Perry swallowed a chuckle. One didn’t see a ghost every day.
“Edie will help us.” This was the most assurance Perry had ever heard in Davy’s voice.
“How?”
Kincaid’s blunt question set the girl to frowning.
These locals were not obsequious towards their so-called betters. Oh, they might be cowed by people like Scruggs and Sir Richard, but that was the practical consideration of physical intimidation. But merely being born to a higher rank didn’t rate the kind of deference Perry had always received from the tenants of Cransdall.
Free trading gave them freedom.
Plus, Perry thought, they’d seen the colonies revolt, and a revolution in France that had sent people of her own class to the guillotine, and had others fleeing to England, perhaps arriving on these very shores.
Edie raised a pugnacious chin. “I was in service with Sir Richard.”

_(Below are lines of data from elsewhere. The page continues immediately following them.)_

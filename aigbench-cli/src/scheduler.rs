//! Scheduler
//!
//! Runs every case on a fixed pool of worker threads. Each case is one task
//! that sends its [`CaseReport`] back over a channel; the calling thread
//! collects reports as they finish, drives the progress bar and prints any
//! console dumps, so output of concurrent cases never interleaves. Rows are
//! sorted by case id once all of them are in.

use crate::runner::{CaseReport, RunCase};
use aigbench_report::Row;
use indicatif::{ProgressBar, ProgressDrawTarget, ProgressStyle};
use rayon::{ThreadPool, ThreadPoolBuilder};
use std::sync::mpsc;
use thiserror::Error;

/// Largest accepted worker count
pub const MAX_JOBS: usize = 10;

/// Batch-level failures; any of these aborts the run
#[derive(Debug, Error)]
pub enum SchedulerError {
    /// Worker count outside `1..=MAX_JOBS`
    #[error("Invalid process count {0}: expected 1 to 10")]
    InvalidJobs(usize),

    /// Thread pool construction failed
    #[error("Failed to build worker pool: {0}")]
    Pool(#[from] rayon::ThreadPoolBuildError),

    /// A worker dropped its result
    #[error("Internal error: expected {expected} results, got {got}")]
    Incomplete {
        /// Cases submitted
        expected: usize,
        /// Reports received
        got: usize,
    },
}

/// Check a worker count against the accepted range
pub fn validate_jobs(jobs: usize) -> Result<usize, SchedulerError> {
    if (1..=MAX_JOBS).contains(&jobs) {
        Ok(jobs)
    } else {
        Err(SchedulerError::InvalidJobs(jobs))
    }
}

/// Fixed-size worker pool bound to one runner
pub struct Scheduler<R> {
    runner: R,
    pool: ThreadPool,
    jobs: usize,
    show_progress: bool,
}

impl<R: RunCase> Scheduler<R> {
    /// Build the pool; fails before any case runs if `jobs` is out of range
    pub fn new(runner: R, jobs: usize) -> Result<Self, SchedulerError> {
        let jobs = validate_jobs(jobs)?;
        let pool = ThreadPoolBuilder::new()
            .num_threads(jobs)
            .thread_name(|i| format!("aigbench-worker-{}", i))
            .build()?;
        Ok(Self {
            runner,
            pool,
            jobs,
            show_progress: true,
        })
    }

    /// Enable or disable the progress bar
    pub fn with_progress(mut self, show: bool) -> Self {
        self.show_progress = show;
        self
    }

    /// Worker count of the pool
    pub fn jobs(&self) -> usize {
        self.jobs
    }

    /// Run all cases, one row per case, sorted by case id
    pub fn run_all(&self, cases: &[String]) -> Result<Vec<Row>, SchedulerError> {
        let pb = self.progress_bar(cases.len());
        let (tx, rx) = mpsc::channel::<CaseReport>();
        let runner = &self.runner;

        let mut rows = self.pool.in_place_scope(|scope| {
            for case in cases {
                let tx = tx.clone();
                scope.spawn(move |_| {
                    let report = runner.run_case(case);
                    // The collector only hangs up after every sender is gone.
                    let _ = tx.send(report);
                });
            }
            drop(tx);

            let mut rows = Vec::with_capacity(cases.len());
            for report in rx {
                if let Some(text) = &report.console {
                    pb.suspend(|| println!("\n{}\n", text.trim_end()));
                }
                pb.set_message(report.row.case.clone());
                pb.inc(1);
                rows.push(report.row);
            }
            rows
        });
        pb.finish_with_message("Complete");

        if rows.len() != cases.len() {
            return Err(SchedulerError::Incomplete {
                expected: cases.len(),
                got: rows.len(),
            });
        }

        rows.sort_by(|a, b| a.case.cmp(&b.case));
        Ok(rows)
    }

    fn progress_bar(&self, len: usize) -> ProgressBar {
        if !self.show_progress {
            return ProgressBar::with_draw_target(Some(len as u64), ProgressDrawTarget::hidden());
        }
        let pb = ProgressBar::new(len as u64);
        pb.set_style(
            ProgressStyle::default_bar()
                .template("{spinner:.green} [{elapsed_precise}] [{bar:40.cyan/blue}] {pos}/{len} {msg}")
                .unwrap_or_else(|_| ProgressStyle::default_bar())
                .progress_chars("#>-"),
        );
        pb
    }
}

#[cfg(test)]
mod tests {
    use super::*;
    use aigbench_logs::Cell;
    use std::sync::Mutex;
    use std::sync::atomic::{AtomicUsize, Ordering};
    use std::time::Duration;

    /// Longer case ids finish sooner; records calls and peak concurrency
    struct FakeRunner {
        calls: Mutex<Vec<String>>,
        running: AtomicUsize,
        peak: AtomicUsize,
    }

    impl FakeRunner {
        fn new() -> Self {
            Self {
                calls: Mutex::new(Vec::new()),
                running: AtomicUsize::new(0),
                peak: AtomicUsize::new(0),
            }
        }
    }

    impl RunCase for FakeRunner {
        fn run_case(&self, case: &str) -> CaseReport {
            let now = self.running.fetch_add(1, Ordering::SeqCst) + 1;
            self.peak.fetch_max(now, Ordering::SeqCst);
            let delay = 40u64.saturating_sub(case.len() as u64 * 3);
            std::thread::sleep(Duration::from_millis(delay));
            self.calls.lock().unwrap().push(case.to_string());
            self.running.fetch_sub(1, Ordering::SeqCst);
            CaseReport {
                row: Row::new(case, vec![Cell::Int(case.len() as i64)]),
                console: (case.len() % 2 == 0).then(|| format!("dump of {}", case)),
            }
        }
    }

    fn cases(names: &[&str]) -> Vec<String> {
        names.iter().map(|s| s.to_string()).collect()
    }

    #[test]
    fn test_jobs_range() {
        for jobs in [0, 11, 100] {
            assert!(matches!(
                Scheduler::new(FakeRunner::new(), jobs),
                Err(SchedulerError::InvalidJobs(j)) if j == jobs
            ));
        }
        for jobs in [1, 10] {
            assert_eq!(Scheduler::new(FakeRunner::new(), jobs).unwrap().jobs(), jobs);
        }
    }

    #[test]
    fn test_one_row_per_case_sorted() {
        let input = cases(&["d.aig", "bb.aig", "a.aig", "ccc.aig", "eeee.aig"]);
        let scheduler = Scheduler::new(FakeRunner::new(), 3)
            .unwrap()
            .with_progress(false);
        let rows = scheduler.run_all(&input).unwrap();

        let ids: Vec<_> = rows.iter().map(|r| r.case.as_str()).collect();
        assert_eq!(ids, vec!["a.aig", "bb.aig", "ccc.aig", "d.aig", "eeee.aig"]);
        assert_eq!(scheduler.runner.calls.lock().unwrap().len(), input.len());
    }

    #[test]
    fn test_order_independent_of_jobs() {
        let input = cases(&["x3.aig", "x1.aig", "x22.aig", "x0.aig", "x10.aig", "x2.aig"]);
        let serial = Scheduler::new(FakeRunner::new(), 1)
            .unwrap()
            .with_progress(false)
            .run_all(&input)
            .unwrap();
        let parallel = Scheduler::new(FakeRunner::new(), 4)
            .unwrap()
            .with_progress(false)
            .run_all(&input)
            .unwrap();
        assert_eq!(serial, parallel);
    }

    #[test]
    fn test_concurrency_is_bounded() {
        let input: Vec<String> = (0..12).map(|i| format!("case{:02}.aig", i)).collect();
        let scheduler = Scheduler::new(FakeRunner::new(), 2)
            .unwrap()
            .with_progress(false);
        scheduler.run_all(&input).unwrap();
        assert!(scheduler.runner.peak.load(Ordering::SeqCst) <= 2);
    }

    #[test]
    fn test_empty_case_list() {
        let scheduler = Scheduler::new(FakeRunner::new(), 2)
            .unwrap()
            .with_progress(false);
        assert!(scheduler.run_all(&[]).unwrap().is_empty());
    }
}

In service. The girl had probably been a housemaid, one who flicked dust from every piece of furniture, in every nook and cranny. She would know about secret doors and hidden passageways and where they led. If there were stories of treasures hidden in a priest hole or some such, she would have heard them. She would know Sir Richard’s ways. She would have learned early when to steer clear, when to be one of the invisible girls with a broom and a duster. She would know how many servants there were and where they would be.
Jenny crossed the room. “I’ll finish that, my lady,” she said.
Edie’s eyes widened, taking in Perry’s plain dress, the frowzy hair, and her necklace of purple bruises. And the big, handsome man with his hand on her.
Perry’s man. Well, he would be for a few hours more, and then his damned honor would take him away. And she couldn’t think about that now.
“Please sit, Edie,” Perry said. “Make room for her at the table.”